(Saved data entries)
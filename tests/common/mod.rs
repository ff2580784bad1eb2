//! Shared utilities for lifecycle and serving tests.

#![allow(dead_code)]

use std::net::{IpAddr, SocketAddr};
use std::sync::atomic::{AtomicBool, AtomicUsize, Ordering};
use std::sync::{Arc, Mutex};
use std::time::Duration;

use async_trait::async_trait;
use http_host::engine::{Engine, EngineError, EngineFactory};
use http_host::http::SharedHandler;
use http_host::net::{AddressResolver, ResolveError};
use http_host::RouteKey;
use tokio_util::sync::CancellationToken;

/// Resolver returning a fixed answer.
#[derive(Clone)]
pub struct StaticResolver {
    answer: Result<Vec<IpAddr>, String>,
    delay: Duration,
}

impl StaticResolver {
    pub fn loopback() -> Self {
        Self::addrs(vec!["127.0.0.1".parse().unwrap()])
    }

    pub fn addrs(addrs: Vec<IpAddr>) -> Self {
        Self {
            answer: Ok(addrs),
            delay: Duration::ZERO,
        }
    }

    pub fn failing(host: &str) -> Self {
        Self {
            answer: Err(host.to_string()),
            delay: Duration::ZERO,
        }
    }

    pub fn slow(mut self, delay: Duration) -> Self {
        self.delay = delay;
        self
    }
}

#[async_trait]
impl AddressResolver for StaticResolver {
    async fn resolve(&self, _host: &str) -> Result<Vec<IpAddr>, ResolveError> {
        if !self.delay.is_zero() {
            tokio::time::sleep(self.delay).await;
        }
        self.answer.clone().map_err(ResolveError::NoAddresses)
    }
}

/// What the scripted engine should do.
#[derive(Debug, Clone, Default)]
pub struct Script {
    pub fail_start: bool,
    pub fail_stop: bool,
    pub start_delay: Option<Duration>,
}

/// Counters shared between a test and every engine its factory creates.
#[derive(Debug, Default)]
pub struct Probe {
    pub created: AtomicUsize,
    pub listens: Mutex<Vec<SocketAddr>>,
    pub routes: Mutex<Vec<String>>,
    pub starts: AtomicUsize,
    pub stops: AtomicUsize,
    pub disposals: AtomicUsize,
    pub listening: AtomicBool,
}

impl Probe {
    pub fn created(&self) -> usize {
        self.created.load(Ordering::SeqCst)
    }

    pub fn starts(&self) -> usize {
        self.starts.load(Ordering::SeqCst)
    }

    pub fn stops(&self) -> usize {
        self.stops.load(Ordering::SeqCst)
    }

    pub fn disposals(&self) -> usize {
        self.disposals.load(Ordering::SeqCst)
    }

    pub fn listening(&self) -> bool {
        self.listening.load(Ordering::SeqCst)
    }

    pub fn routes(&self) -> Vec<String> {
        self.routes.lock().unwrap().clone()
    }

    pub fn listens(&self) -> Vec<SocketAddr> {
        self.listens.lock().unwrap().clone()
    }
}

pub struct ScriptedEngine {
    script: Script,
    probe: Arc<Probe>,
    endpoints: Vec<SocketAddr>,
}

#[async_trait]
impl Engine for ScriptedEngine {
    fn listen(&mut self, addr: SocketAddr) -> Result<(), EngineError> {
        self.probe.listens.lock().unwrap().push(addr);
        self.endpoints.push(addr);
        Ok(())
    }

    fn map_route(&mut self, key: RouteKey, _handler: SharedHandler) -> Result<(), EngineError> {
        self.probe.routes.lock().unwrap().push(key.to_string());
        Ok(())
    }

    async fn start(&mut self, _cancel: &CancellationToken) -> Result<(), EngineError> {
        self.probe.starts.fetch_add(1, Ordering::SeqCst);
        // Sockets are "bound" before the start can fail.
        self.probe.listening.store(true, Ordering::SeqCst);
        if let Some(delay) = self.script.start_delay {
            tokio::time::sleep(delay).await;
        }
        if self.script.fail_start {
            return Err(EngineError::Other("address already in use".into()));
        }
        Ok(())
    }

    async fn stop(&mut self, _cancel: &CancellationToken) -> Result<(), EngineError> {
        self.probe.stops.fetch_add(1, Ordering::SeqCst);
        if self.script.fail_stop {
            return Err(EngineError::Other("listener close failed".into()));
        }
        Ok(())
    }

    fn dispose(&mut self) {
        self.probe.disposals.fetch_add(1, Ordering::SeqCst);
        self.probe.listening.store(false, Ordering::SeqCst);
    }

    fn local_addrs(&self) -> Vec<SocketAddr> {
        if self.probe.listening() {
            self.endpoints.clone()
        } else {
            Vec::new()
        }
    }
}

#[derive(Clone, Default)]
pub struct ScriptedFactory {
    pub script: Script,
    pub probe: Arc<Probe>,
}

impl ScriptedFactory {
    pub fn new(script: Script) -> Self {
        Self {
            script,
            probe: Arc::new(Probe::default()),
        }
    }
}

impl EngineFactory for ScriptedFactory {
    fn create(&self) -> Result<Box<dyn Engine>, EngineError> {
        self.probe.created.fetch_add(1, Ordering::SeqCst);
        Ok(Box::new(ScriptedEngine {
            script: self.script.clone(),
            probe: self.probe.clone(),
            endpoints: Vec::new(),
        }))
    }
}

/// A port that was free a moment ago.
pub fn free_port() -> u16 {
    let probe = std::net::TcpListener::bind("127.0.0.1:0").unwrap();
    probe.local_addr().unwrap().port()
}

Exercise
Repeat, exactly as they stand above, the lines from the line with "pub fn routes(&self)" to the line with "impl Engine for", both lines included.

The answer
    pub fn routes(&self) -> Vec<String> {
        self.routes.lock().unwrap().clone()
    }

    pub fn listens(&self) -> Vec<SocketAddr> {
        self.listens.lock().unwrap().clone()
    }
}

pub struct ScriptedEngine {
    script: Script,
    probe: Arc<Probe>,
    endpoints: Vec<SocketAddr>,
}

#[async_trait]
impl Engine for ScriptedEngine {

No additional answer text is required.